I find it strange to use such a "fast" call of printf without specifiers or at least pointer cast, so I tried to make the code more natural:
#include <stdio.h>
int main(){
char *p = (char*)0x02a8;
printf(p);
printf("\n");
return 0;
}
And after running this I still got a segmentation fault.
I don't believe this is happening because of restricted memory areas, because in the book it all goes well at the 1st try. I am not sure, maybe there is something more that wasn't mentioned in that book.
So need some clear explanation of why the segmentation faults keep happening every time I try running the program.
I'm using the latest fully-upgraded Kali Linux release.
Disappointing to see that your "RE for beginners" book does not go into the basics first, and spits out this nonsense. Nonetheless, what you are doing is obviously wrong, let me explain why.
Normally on Linux, GCC produces ELF executables that are position independent. This is done for security purposes. When the program is run, the operating system is able to place it anywhere in memory (at any address), and the program will work just fine. This technique is called Address Space Layout Randomization, and is a feature of the operating system that nowdays is enabled by default.
Normally, an ELF program would have a "base address", and would be loaded exactly at that address in order to work. However, in case of a position independent ELF, the "base address" is set to 0x0, and the operating system and the interpreter decide where to put the program at runtime.

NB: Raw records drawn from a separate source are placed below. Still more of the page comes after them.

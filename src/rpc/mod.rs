
// ONC remote procedure calls (RFC 5531) over TCP, just enough of it to carry VXI-11

pub const RPCVERSION:u32 = 2;

pub const CALL:i32  = 0;
pub const REPLY:i32 = 1;

pub const MSG_ACCEPTED:i32 = 0;
pub const MSG_DENIED:i32   = 1;

pub const RPC_MISMATCH:i32 = 0;
pub const AUTH_ERROR:i32   = 1;

pub const SUCCESS:i32       = 0;      // RPC executed successfully
pub const PROG_UNAVAIL:i32  = 1;      // remote hasn't exported program
pub const PROG_MISMATCH:i32 = 2;      // remote can't support version #
pub const PROC_UNAVAIL:i32  = 3;      // program can't support procedure
pub const GARBAGE_ARGS:i32  = 4;      // procedure can't decode params

pub const AUTH_NONE:i32 = 0;
pub const IPPROTO_TCP:u32 = 6;

const LAST_FRAGMENT:u32 = 0x8000_0000;

// Largest reassembled record accepted from a peer
pub const MAX_RECORD_LEN:usize = 0x0040_0000;

use std::io::{self, Error, ErrorKind, Read, Write};
use std::net::{TcpStream, ToSocketAddrs};
use std::time::Duration;

use byteorder::{BigEndian, ReadBytesExt, WriteBytesExt};
use log::trace;

use crate::xdr::{Packer, Unpacker};

pub mod port_mapping;

fn err(msg:&str) -> io::Error { Error::new(ErrorKind::Other, msg) }

pub fn pack_call_header(packer:&mut Packer, xid:u32, prog:u32, vers:u32, prc:u32) -> io::Result<()> {
	packer.pack_u32(xid)?;
	packer.pack_i32(CALL)?;
	packer.pack_u32(RPCVERSION)?;
	packer.pack_u32(prog)?;
	packer.pack_u32(vers)?;
	packer.pack_u32(prc)?;

	// Credentials and verifier, both AUTH_NONE with an empty body
	packer.pack_i32(AUTH_NONE)?;
	packer.pack_opaque(&[])?;
	packer.pack_i32(AUTH_NONE)?;
	packer.pack_opaque(&[])
}

/// Check a reply header and return its xid.  The unpacker is left at the start of the procedure's results.
pub fn unpack_reply_header(unpacker:&mut Unpacker) -> io::Result<u32> {
	let xid:u32 = unpacker.unpack_u32()?;

	if unpacker.unpack_i32()? != REPLY { return Err(err("Expected a REPLY message")); }

	match unpacker.unpack_i32()? {
		MSG_ACCEPTED => { },
		MSG_DENIED => {
			return match unpacker.unpack_i32()? {
				RPC_MISMATCH => Err(err("Call denied: RPC version mismatch")),
				AUTH_ERROR   => Err(err("Call denied: authentication error")),
				_            => Err(err("Call denied for an unknown reason")),
			}
		},
		_ => return Err(err("Reply is neither accepted nor denied")),
	}

	// Verifier, unused with AUTH_NONE
	unpacker.unpack_i32()?;
	unpacker.unpack_opaque()?;

	match unpacker.unpack_i32()? {
		SUCCESS       => Ok(xid),
		PROG_UNAVAIL  => Err(err("Program unavailable")),
		PROG_MISMATCH => Err(err("Program version mismatch")),
		PROC_UNAVAIL  => Err(err("Procedure unavailable")),
		GARBAGE_ARGS  => Err(err("Server could not decode the arguments")),
		_             => Err(err("Call failed for an unknown reason")),
	}
}

// Record marking: each fragment is prefixed with its length, the top bit flags the last fragment

pub fn write_record<W: Write>(w:&mut W, data:&[u8]) -> io::Result<()> {
	if data.len() as u64 >= LAST_FRAGMENT as u64 {
		return Err(Error::new(ErrorKind::InvalidInput, "RPC record too long"));
	}
	let mut out:Vec<u8> = Vec::with_capacity(data.len() + 4);
	out.write_u32::<BigEndian>(data.len() as u32 | LAST_FRAGMENT)?;
	out.extend_from_slice(data);
	w.write_all(&out)
}

pub fn read_record<R: Read>(r:&mut R) -> io::Result<Vec<u8>> {
	let mut record:Vec<u8> = vec![];
	loop {
		let mark:u32 = r.read_u32::<BigEndian>()?;
		let n = (mark & !LAST_FRAGMENT) as usize;

		let start = record.len();
		if start + n > MAX_RECORD_LEN {
			return Err(Error::new(ErrorKind::InvalidData, format!("RPC record of {} bytes exceeds the {} byte limit", start + n, MAX_RECORD_LEN)));
		}
		record.resize(start + n, 0);
		r.read_exact(&mut record[start..])?;

		if mark & LAST_FRAGMENT != 0 { return Ok(record); }
	}
}

pub struct RpcClient<S = TcpStream> {
	stream: S,
	prog: u32,
	vers: u32,
	lastxid: u32,
}

impl RpcClient<TcpStream> {

	pub fn connect<A: ToSocketAddrs>(addr:A, prog:u32, vers:u32, timeout:Duration) -> io::Result<Self> {
		let stream = TcpStream::connect(addr)?;
		stream.set_read_timeout(Some(timeout))?;
		stream.set_write_timeout(Some(timeout))?;
		stream.set_nodelay(true)?;
		Ok(Self::over(stream, prog, vers))
	}

}

impl<S: Read + Write> RpcClient<S> {

	pub fn over(stream:S, prog:u32, vers:u32) -> Self { Self{ stream, prog, vers, lastxid: 0 } }

	/// Call procedure `prc` with already packed arguments and return an unpacker positioned at the results.
	pub fn call(&mut self, prc:u32, args:&Packer) -> io::Result<Unpacker> {
		self.lastxid = self.lastxid.wrapping_add(1);

		let mut msg = Packer::new();
		pack_call_header(&mut msg, self.lastxid, self.prog, self.vers, prc)?;
		let mut bytes = msg.as_bytes().to_vec();
		bytes.extend_from_slice(args.as_bytes());
		write_record(&mut self.stream, &bytes)?;
		trace!("RPC call prog={} proc={} xid={} ({} bytes)", self.prog, prc, self.lastxid, bytes.len());

		loop {
			let mut unpacker = Unpacker::new(read_record(&mut self.stream)?);
			let xid = unpack_reply_header(&mut unpacker)?;

			if xid == self.lastxid {
				return Ok(unpacker);
			} else if xid < self.lastxid {
				// Reply to an earlier call that already timed out on our side
				continue;
			} else {
				return Err(err("Reply xid is newer than any call made"));
			}
		}
	}

	pub fn get_ref(&self) -> &S { &self.stream }

	pub fn into_inner(self) -> S { self.stream }
}
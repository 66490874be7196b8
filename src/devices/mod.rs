
// Instrument drivers, organized by manufacturer.  Each one speaks to the instrument through a
// channel::InstrumentChannel so it works the same over serial, VXI-11 or a loopback.

pub mod tektronix;
use std::fs;
use std::path::Path;
use std::time::Duration;

use serde::{Deserialize, Serialize};

use crate::error::{AcquisitionError, Result};
use crate::waveform::SampleWidth;

pub const DEFAULT_CHANNEL: &str       = "CH1";
pub const DEFAULT_TRACE_LENGTH: usize = 2500;
pub const DEFAULT_TIMEOUT_MS: u64     = 6000;
pub const DEFAULT_POLL_MS: u64        = 100;
pub const DEFAULT_TERMINATOR: &str    = "\r\n";

/// How the binary length announcement in front of the curve data is found.
#[derive(Debug, Clone, Copy, PartialEq, Eq, Serialize, Deserialize)]
#[serde(rename_all = "snake_case")]
pub enum HeaderFormat {
    /// IEEE 488.2 definite-length block, `#<n><n digits>`, optionally preceded by an echoed header
    DefiniteLength,
    /// Strip a fixed number of leading bytes
    Fixed(usize),
}

impl Default for HeaderFormat {
    fn default() -> Self { HeaderFormat::DefiniteLength }
}

/// How the curve block is pulled off the channel after `CURV?`.
#[derive(Debug, Clone, Copy, PartialEq, Eq, Serialize, Deserialize)]
#[serde(rename_all = "snake_case")]
pub enum TransferMode {
    /// Native block read when the channel supports it, polling otherwise
    Auto,
    Block,
    Polled,
    Counted,
}

impl Default for TransferMode {
    fn default() -> Self { TransferMode::Auto }
}

#[derive(Debug, Clone, PartialEq, Serialize, Deserialize)]
#[serde(default)]
pub struct AcquisitionConfig {
    pub channel: String,
    pub sample_width: SampleWidth,
    pub trace_length: usize,
    pub timeout_ms: u64,
    pub poll_interval_ms: u64,
    pub header: HeaderFormat,
    pub terminator: String,
    pub transfer: TransferMode,
    pub release_after_acquire: bool,
    pub debug: bool,
}

impl Default for AcquisitionConfig {
    fn default() -> Self {
        Self {
            channel: DEFAULT_CHANNEL.to_owned(),
            sample_width: SampleWidth::TwoByte,
            trace_length: DEFAULT_TRACE_LENGTH,
            timeout_ms: DEFAULT_TIMEOUT_MS,
            poll_interval_ms: DEFAULT_POLL_MS,
            header: HeaderFormat::DefiniteLength,
            terminator: DEFAULT_TERMINATOR.to_owned(),
            transfer: TransferMode::Auto,
            release_after_acquire: true,
            debug: false,
        }
    }
}

impl AcquisitionConfig {

    pub fn from_json_str(s: &str) -> Result<Self> {
        let cfg: Self = serde_json::from_str(s).map_err(|e| AcquisitionError::Config(e.to_string()))?;
        cfg.validate()?;
        Ok(cfg)
    }

    pub fn from_json_file<P: AsRef<Path>>(path: P) -> Result<Self> {
        let path = path.as_ref();
        let text = fs::read_to_string(path)
            .map_err(|e| AcquisitionError::Config(format!("unable to read {}: {}", path.display(), e)))?;
        Self::from_json_str(&text)
    }

    pub fn fast_mode(mut self, fast: bool) -> Self {
        self.sample_width = SampleWidth::from_fast_mode(fast);
        self
    }

    pub fn validate(&self) -> Result<()> {
        let channel = self.channel.trim();
        if channel.is_empty() || channel.contains(char::is_whitespace) {
            return Err(AcquisitionError::Config(format!("invalid source channel {:?}", self.channel)));
        }
        if self.trace_length == 0 {
            return Err(AcquisitionError::Config("trace_length must be positive".to_owned()));
        }
        if self.timeout_ms == 0 {
            return Err(AcquisitionError::Config("timeout_ms must be positive".to_owned()));
        }
        if self.terminator.is_empty() {
            return Err(AcquisitionError::Config("terminator must not be empty".to_owned()));
        }
        Ok(())
    }

    pub fn timeout(&self) -> Duration { Duration::from_millis(self.timeout_ms) }
    pub fn poll_interval(&self) -> Duration { Duration::from_millis(self.poll_interval_ms) }
    pub fn terminator_bytes(&self) -> &[u8] { self.terminator.as_bytes() }

    pub fn expected_payload_len(&self) -> usize {
        self.trace_length * self.sample_width.bytes_per_sample()
    }
}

When using objdump on a position independent executable, every address that you see is not a real address, but rather, an offset from the base of the program (that will only be known at runtime). Therefore it is not possible to know the position of such a string (or any other variable) at runtime.
If you want the above to work, you will have to compile an ELF that is not position independent. You can do so like this:
gcc -no-pie -fno-pie prog.c -o prog
It no longer works like that. The 64-bit Linux executables that you're likely using are position-independent and they're loaded into memory at an arbitrary address. In that case ELF file does not contain any fixed base address.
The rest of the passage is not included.